I have a SCSI disk drive that was part of a mirror RAID1 set on our Windows
2000 Server. Well I rebooted the other day, and the Raid system marks it as
‘Failed.’ The drive is only 8 months old, so I don't buy that its really
‘failed. I put the drive in an old Dell Power Edge 2300. And the RAID
controller picks it up fine. So I activate it, and boot into NT 4.0 server.

It asks if I want to write a Disk Signature to the drive. Should I? I’m
worried if I do this, it will wipe out the MBR and/or Data from the Windows
2000 server setup. Is there a risk doing this? I just want to see if the
data is still there from the Win2000 server.
 
Courtney R said:
I have a SCSI disk drive that was part of a mirror RAID1 set on our Windows
2000 Server. Well I rebooted the other day, and the Raid system marks it as
'Failed.' The drive is only 8 months old, so I don't buy that its really
'failed. I put the drive in an old Dell Power Edge 2300. And the RAID
controller picks it up fine. So I activate it, and boot into NT 4.0 server.

It asks if I want to write a Disk Signature to the drive. Should I? I'm
worried if I do this, it will wipe out the MBR and/or Data from the Windows
2000 server setup. Is there a risk doing this? I just want to see if the
data is still there from the Win2000 server.

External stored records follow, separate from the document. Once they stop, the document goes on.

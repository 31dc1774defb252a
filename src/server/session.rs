use crate::model::{Board, GameSnapshot, Mark, ServerMessage, Winner};
use crate::server::{ClientId, Connection};
use tracing::{debug, info};
use uuid::Uuid;

pub type SessionId = Uuid;

/// One paired two-player game. The first participant plays X and keeps that
/// symbol for the session's lifetime; every game within the session opens
/// with X to move.
#[derive(Debug)]
pub struct GameSession {
    id: SessionId,
    player_x: Connection,
    player_o: Connection,
    board: Board,
    turn: Mark,
    game_over: bool,
}

impl GameSession {
    /// Pair two connections into a fresh game and tell each participant the
    /// symbol it plays along with the initial state.
    pub fn new(player_x: Connection, player_o: Connection) -> Self {
        let session = GameSession {
            id: SessionId::new_v4(),
            player_x,
            player_o,
            board: Board::default(),
            turn: Mark::X,
            game_over: false,
        };
        info!(
            session_id = %session.id,
            player_x = %session.player_x.client_id,
            player_o = %session.player_o.client_id,
            "session started"
        );
        session.player_x.send(&ServerMessage::Start {
            player: Mark::X,
            state: session.snapshot(),
        });
        session.player_o.send(&ServerMessage::Start {
            player: Mark::O,
            state: session.snapshot(),
        });
        session
    }

    pub fn id(&self) -> SessionId {
        self.id
    }

    pub fn contains(&self, client_id: ClientId) -> bool {
        self.mark_of(client_id).is_some()
    }

    /// The symbol a participant plays, if it belongs to this session.
    pub fn mark_of(&self, client_id: ClientId) -> Option<Mark> {
        if self.player_x.client_id == client_id {
            Some(Mark::X)
        } else if self.player_o.client_id == client_id {
            Some(Mark::O)
        } else {
            None
        }
    }

    /// The other participant's connection.
    pub fn opponent_of(&self, client_id: ClientId) -> Option<&Connection> {
        match self.mark_of(client_id)? {
            Mark::X => Some(&self.player_o),
            Mark::O => Some(&self.player_x),
        }
    }

    pub fn turn(&self) -> Mark {
        self.turn
    }

    pub fn board(&self) -> &Board {
        &self.board
    }

    /// Current authoritative state with no outcome attached.
    pub fn snapshot(&self) -> GameSnapshot {
        GameSnapshot {
            board: self.board.clone(),
            current_player: self.turn,
            game_over: self.game_over,
            winner: None,
        }
    }

    /// Validate and apply one move from `requester`. An illegal move (game
    /// already decided, not the requester's turn, index off the board, cell
    /// taken) changes nothing and answers nothing; legal moves are broadcast,
    /// and a move that decides the game is followed by an end broadcast and
    /// an automatic reset.
    pub fn apply_move(&mut self, requester: ClientId, index: usize) {
        if self.game_over {
            return;
        }
        let Some(mark) = self.mark_of(requester) else {
            debug!(session_id = %self.id, client_id = %requester, "move from outside the session ignored");
            return;
        };
        if mark != self.turn {
            debug!(session_id = %self.id, %mark, "move out of turn ignored");
            return;
        }
        match self.board.cell(index) {
            Some(cell) if cell.is_empty() => {}
            _ => {
                debug!(session_id = %self.id, index, "move to an unavailable cell ignored");
                return;
            }
        }

        self.board.set(index, mark);
        self.turn = mark.other();
        self.broadcast(&ServerMessage::Move {
            state: self.snapshot(),
        });

        if let Some(winner) = self.board.winner() {
            self.finish(Winner::from(winner));
        } else if self.board.is_full() {
            self.finish(Winner::Draw);
        }
    }

    /// Start the next game in place: empty board, X to move, both sides
    /// notified. Either participant may ask for this at any point, mid-game
    /// included.
    pub fn reset(&mut self) {
        self.board = Board::default();
        self.turn = Mark::X;
        self.game_over = false;
        self.broadcast(&ServerMessage::Reset {
            state: self.snapshot(),
        });
    }

    fn finish(&mut self, winner: Winner) {
        self.game_over = true;
        info!(session_id = %self.id, ?winner, "game over");
        self.broadcast(&ServerMessage::End {
            state: GameSnapshot {
                winner: Some(winner),
                ..self.snapshot()
            },
        });
        self.reset();
    }

    fn broadcast(&self, message: &ServerMessage) {
        self.player_x.send(message);
        self.player_o.send(message);
    }
}
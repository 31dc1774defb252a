use oxo_session::config::Config;
use oxo_session::error::ServerError;
use oxo_session::server::{Matchmaker, WebSocketListener};
use tracing_subscriber::fmt;
use tracing_subscriber::EnvFilter;

#[tokio::main]
pub async fn main() -> Result<(), ServerError> {
    let env_filter = EnvFilter::try_from_default_env()
        .unwrap_or_else(|_| EnvFilter::new("oxo_session=debug"));

    fmt::fmt()
        .with_env_filter(env_filter)
        .with_target(true)
        .with_thread_ids(true)
        .with_line_number(true)
        .with_file(true)
        .with_ansi(true)
        .init();

    let config = Config::from_env()?;
    let matchmaker = Matchmaker::new();
    let listener = WebSocketListener::new(matchmaker, config.listen_addr());
    listener.run().await
}
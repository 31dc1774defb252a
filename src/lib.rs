pub mod config;
pub mod error;
pub mod model;
pub mod server;

pub mod prelude {
    pub use crate::config::Config;
    pub use crate::error::ServerError;
    pub use crate::model::Board;
    pub use crate::model::Cell;
    pub use crate::model::ClientMessage;
    pub use crate::model::GameSnapshot;
    pub use crate::model::Mark;
    pub use crate::model::ServerMessage;
    pub use crate::model::Winner;
    pub use crate::server::ClientId;
    pub use crate::server::Connection;
    pub use crate::server::GameSession;
    pub use crate::server::Matchmaker;
    pub use crate::server::SessionId;
    pub use crate::server::WebSocketListener;
}
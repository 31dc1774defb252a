use crate::model::ServerMessage;
use tokio::sync::mpsc::UnboundedSender;
use tokio_tungstenite::tungstenite::Message;
use tracing::{debug, error};
use uuid::Uuid;

pub type ClientId = Uuid;

/// Handle to one remote participant: its identity plus the outbound queue
/// drained by that connection's writer task.
#[derive(Debug, Clone)]
pub struct Connection {
    pub client_id: ClientId,
    sender: UnboundedSender<Message>,
}

impl Connection {
    pub fn new(client_id: ClientId, sender: UnboundedSender<Message>) -> Self {
        Connection { client_id, sender }
    }

    /// Queue a frame for this participant. A failed send means the socket
    /// task already stopped; the close event on that socket cleans up, so
    /// the failure is only logged here.
    pub fn send(&self, message: &ServerMessage) {
        let serialized = match serde_json::to_string(message) {
            Ok(text) => text,
            Err(e) => {
                error!(error = ?e, "failed to serialize outbound frame");
                return;
            }
        };
        if let Err(e) = self.sender.send(Message::text(serialized)) {
            debug!(client_id = %self.client_id, error = %e, "dropping frame for closed connection");
        }
    }
}

impl PartialEq for Connection {
    fn eq(&self, other: &Self) -> bool {
        self.client_id == other.client_id
    }
}
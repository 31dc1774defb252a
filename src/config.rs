use crate::error::ServerError;
use std::net::SocketAddr;

/// Port the match server listens on when `OXO_PORT` is unset.
pub const DEFAULT_PORT: u16 = 8000;

#[derive(Debug, Clone, PartialEq, Eq)]
pub struct Config {
    pub port: u16,
}

impl Config {
    /// Read configuration from the environment. `OXO_PORT` overrides the
    /// default port and must parse as a port number.
    pub fn from_env() -> Result<Self, ServerError> {
        let port = match std::env::var("OXO_PORT") {
            Ok(value) => value
                .parse::<u16>()
                .map_err(|_| ServerError::InvalidPort(value))?,
            Err(_) => DEFAULT_PORT,
        };
        Ok(Config { port })
    }

    /// Address the listener binds, on all interfaces.
    pub fn listen_addr(&self) -> SocketAddr {
        SocketAddr::from(([0, 0, 0, 0], self.port))
    }
}

impl Default for Config {
    fn default() -> Self {
        Config { port: DEFAULT_PORT }
    }
}
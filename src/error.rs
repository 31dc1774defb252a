use thiserror::Error;

/// Startup failures. Event-path problems (bad frames, dead peers) are logged
/// where they occur and cost at most the event that carried them.
#[derive(Error, Debug)]
pub enum ServerError {
    #[error("invalid listen port: {0:?}")]
    InvalidPort(String),

    #[error("I/O error: {0}")]
    Io(#[from] std::io::Error),
}
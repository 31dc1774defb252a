use crate::error::ServerError;
use crate::model::ClientMessage;
use crate::server::{ClientId, Connection, Matchmaker};
use futures_util::{SinkExt, StreamExt};
use std::net::SocketAddr;
use tokio::net::{TcpListener, TcpStream};
use tokio::sync::mpsc;
use tokio_tungstenite::{accept_async, tungstenite::Message};
use tracing::{debug, error, info, instrument, warn};

/// Accepts WebSocket connections and feeds their frames to the matchmaker.
pub struct WebSocketListener {
    matchmaker: Matchmaker,
    address: SocketAddr,
}

impl WebSocketListener {
    pub fn new(matchmaker: Matchmaker, address: SocketAddr) -> Self {
        WebSocketListener {
            matchmaker,
            address,
        }
    }

    /// Bind and serve until the process stops. Only the bind can fail;
    /// connection tasks and transient accept errors never take the
    /// listener down.
    pub async fn run(&self) -> Result<(), ServerError> {
        let listener = TcpListener::bind(&self.address).await?;
        info!("listening on ws://{}", self.address);

        loop {
            let (stream, peer) = match listener.accept().await {
                Ok(accepted) => accepted,
                Err(e) => {
                    warn!(error = %e, "failed to accept connection");
                    continue;
                }
            };
            debug!(%peer, "incoming tcp connection");
            let matchmaker = self.matchmaker.clone();
            tokio::spawn(async move {
                handle_connection(stream, matchmaker).await;
            });
        }
    }
}

#[instrument(skip_all)]
async fn handle_connection(stream: TcpStream, matchmaker: Matchmaker) {
    let ws_stream = match accept_async(stream).await {
        Ok(ws_stream) => ws_stream,
        Err(e) => {
            error!(error = ?e, "websocket handshake failed");
            return;
        }
    };

    let (mut ws_sender, mut ws_receiver) = ws_stream.split();
    let (tx, mut rx) = mpsc::unbounded_channel();
    let client_id = ClientId::new_v4();

    matchmaker
        .register_connection(Connection::new(client_id, tx))
        .await;
    info!(%client_id, "client connected");

    // Outbound pump: drains everything queued for this client.
    let send_task = tokio::spawn(async move {
        while let Some(message) = rx.recv().await {
            if let Err(e) = ws_sender.send(message).await {
                debug!(error = %e, "outbound send failed, stopping pump");
                break;
            }
        }
    });

    while let Some(message) = ws_receiver.next().await {
        match message {
            Ok(Message::Text(text)) => match serde_json::from_str::<ClientMessage>(text.as_str()) {
                Ok(frame) => matchmaker.handle_message(client_id, frame).await,
                Err(e) => debug!(%client_id, error = %e, "undecodable frame dropped"),
            },
            Ok(Message::Close(_)) => {
                debug!(%client_id, "close frame received");
                break;
            }
            // Pings are answered by the protocol layer; binary has no meaning here.
            Ok(_) => {}
            Err(e) => {
                debug!(%client_id, error = %e, "transport error, closing");
                break;
            }
        }
    }

    matchmaker.unregister_connection(client_id).await;
    info!(%client_id, "client disconnected");
    send_task.abort();
}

If your OS wants to write a signature on the disk then it does
not recognise it as having a valid file system. Don't let it do it
but attempt to retrieve its data without modifying the disk in any
way.

You write "The drive is only 8 months old, so I don't buy that its really
failed." This is not the way it works. Disks have a certain failure
probability and they can fail at any time, even though that probability
increases over time. Furthermore I don't think this is a mechanical
failure but rather a logical failure: The platter surfaces are intact
but the file system may be corrupted.
 
And by all means don't just reinstall it and kick it back online. Run the
manufacturer's diagnostics on the drive. Then at the very least rebuild the
array.

--

Regards,

Dave Patrick ....Please no email replies - reply in newsgroup.
Microsoft Certified Professional
Microsoft MVP [Windows]
http://www.microsoft.com/protect

:
| If your OS wants to write a signature on the disk then it does
| not recognise it as having a valid file system. Don't let it do it
| but attempt to retrieve its data without modifying the disk in any
| way.
|
| You write "The drive is only 8 months old, so I don't buy that its really
| failed." This is not the way it works. Disks have a certain failure
| probability and they can fail at any time, even though that probability
| increases over time. Furthermore I don't think this is a mechanical
| failure but rather a logical failure: The platter surfaces are intact
| but the file system may be corrupted.